By John Richardson
This withdrawal of stimulus is bringing a period of artificial calm in pricing to an end.
Chemicals company planners, as they prepare their budgets for 2015, need to therefore ponder issues such as:
- How low will Saudi Arabia allow the oil price to fall as it attempts to re-establish its political and military relationship with the US by getting rid of higher cost US shale-oil production? This argument rests on the notion that if the shale oil producers are forced to shut down, the US will need Saudi crude imports again, and so will need to maintain the political and military support that it has provided to the Kingdom since 1945.
- How bad will the geopolitics get? Vladimir Putin could cut Russian supplies of gas to Europe this winter, which are delivered via Ukraine. This could force oil prices a lot price higher as gas users in Europe are forced to switch to crude. Russia seems to be pursuing an end-game that has nothing to do with short term economic damage to its economy, and so can you afford to ignore the risk of gas supplies being curtailed? This truly terrifying article, from Gideon Rachman in the FT, took the blog back to its early adulthood in the 1980s, when the world was on the brink of nuclear catastrophe. “The darkest Polish scenario is also that Mr Putin might be tempted to go up to the nuclear brink by using conventionally armed missiles that could carry nuclear warheads,” writes Rachman.
Everybody is floundering for direction with no clear direction in sight.
For example, only last week, the blog asked how low prices would have to go before US shale-oil production would have to shut down. We were told $60-80 a barrel.
But now Citi, in a new report, argues that the floor price has fallen way below this level because of improvements in technology.
“We think what counts at this stage is half-cycle costs, which are in the significantly lower band of $37 to $45 a barrel,” writes the bank.

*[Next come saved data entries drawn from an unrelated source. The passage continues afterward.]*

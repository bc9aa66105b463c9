//! FitTier value object - coarse suitability classification.

use serde::{Deserialize, Serialize};
use std::fmt;

/// Overall suitability of one option under the current constraints.
#[derive(Debug, Clone, Copy, PartialEq, Eq, Hash, Serialize, Deserialize)]
#[serde(rename_all = "snake_case")]
pub enum FitTier {
    StrongFit,
    ModerateFit,
    RiskyFit,
}

impl FitTier {
    /// Returns the snake_case key used on the wire.
    pub fn key(&self) -> &'static str {
        match self {
            FitTier::StrongFit => "strong_fit",
            FitTier::ModerateFit => "moderate_fit",
            FitTier::RiskyFit => "risky_fit",
        }
    }

    /// Returns the display label.
    pub fn label(&self) -> &'static str {
        match self {
            FitTier::StrongFit => "Strong Fit",
            FitTier::ModerateFit => "Moderate Fit",
            FitTier::RiskyFit => "Risky Fit",
        }
    }
}

impl fmt::Display for FitTier {
    fn fmt(&self, f: &mut fmt::Formatter<'_>) -> fmt::Result {
        f.write_str(self.key())
    }
}
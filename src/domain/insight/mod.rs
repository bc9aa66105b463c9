//! Insight narrative: tension detection, situational profiles, and the
//! synthesized referee statement.

mod profiles;
mod synthesizer;
mod tensions;

pub use profiles::SituationalProfile;
pub use synthesizer::InsightSynthesizer;
pub use tensions::TensionInsight;
//! Analysis HTTP adapter - REST API over the analysis engine.
//!
//! Thin collaborator: every decision lives in the domain layer; handlers
//! only translate between DTOs and the application handler.

pub mod dto;
pub mod handlers;
pub mod routes;

pub use dto::*;
pub use handlers::AnalysisAppState;
pub use routes::analysis_router;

This kind of analysis could, of course, scare the Saudis into making the cutbacks that everyone hopes for, given that the accepted wisdom remains that they need crude at $90 a barrel to pay for their social programmes.
(We heard yesterday of another major Middle East oil producer which needs a minimum crude price of $74 a barrel to balance its budgets in order to fund its very extravagant welfare programmes).
But you need to also consider this about Saudi Arabia:
- It knows that it cannot repeat the 1981-1985 mistake of trying to stabilise the market by cutting production from 10 million barrels a day to 2 million barrels a day. All that happened was that it lost market share to fellow OPEC members.
Here is another thought: If Saudi Arabia, and the other big Middle East producers, gain enough market share after they have eventually driven higher cost producers out of business, might this be enough to pay for their social programmes? The price of oil might be $50 a barrel, or even lower, but because of greater volumes, revenues might be enough.
The panic out there right now is perhaps because of this: Some oil analysts and chemicals companies thought that there was long-term substance behind the relatively stable pricing created by all that central bank stimulus.
As a result, they do not know where to start in assessing real supply and demand as stimulus is withdrawn.
Does this include your company?
Between 2009-2014, the distortions created by the bankers included:
• Prices recovered sharply as central banks began printing cash on a low-cost model with low interest rates.
• Pension funds bought oil as a ‘store of value’, as the US Federal Reserve devalued the US dollar in order to boost exports.
• Investment banks created hype about supposed shortages, whilst hedge funds jumped in to follow the trend.
Meanwhile, as middle class incomes in countries such as the US stagnated, demand destruction was being caused by oil prices. And so this has led to higher fuel efficiency standards in vehicles and less miles being driven.
But we were told everything was fine on demand, despite the problems in the West.
We were told we didn’t have to worry because of:
1.) The rise of the “middle classes” in emerging markets.
2.) This was particularly so in China as a result of its “economic miracle”. China had the perfect economic growth model. This guaranteed that its demand for imported crude would continue to soar.
Now, though, of course, the Fed is ending its stimulus programme.
So too is China as it re-assembles its entire, deeply flawed economic growth model. In the long term, this will involve greater energy self-sufficiency, and greater conservation of energy, and so lower growth in oil imports.
Now we face the potential of a big supply overhang because oil producers bought into all this hype. This has led to big investments in new capacity.
As fellow blogger, Paul Hodges, quite brilliantly comments: “It takes only a microsecond to create a trade on a futures market [via high-frequency trading), but it takes at least 5 – 10 years to find new oilfields and bring them into production.”
Equally, we might face the geopolitical nightmare of the type highlighted above.
Oil prices at $50 a barrel, or even lower, in 2015? Or perhaps $150 a barrel? Take your pick.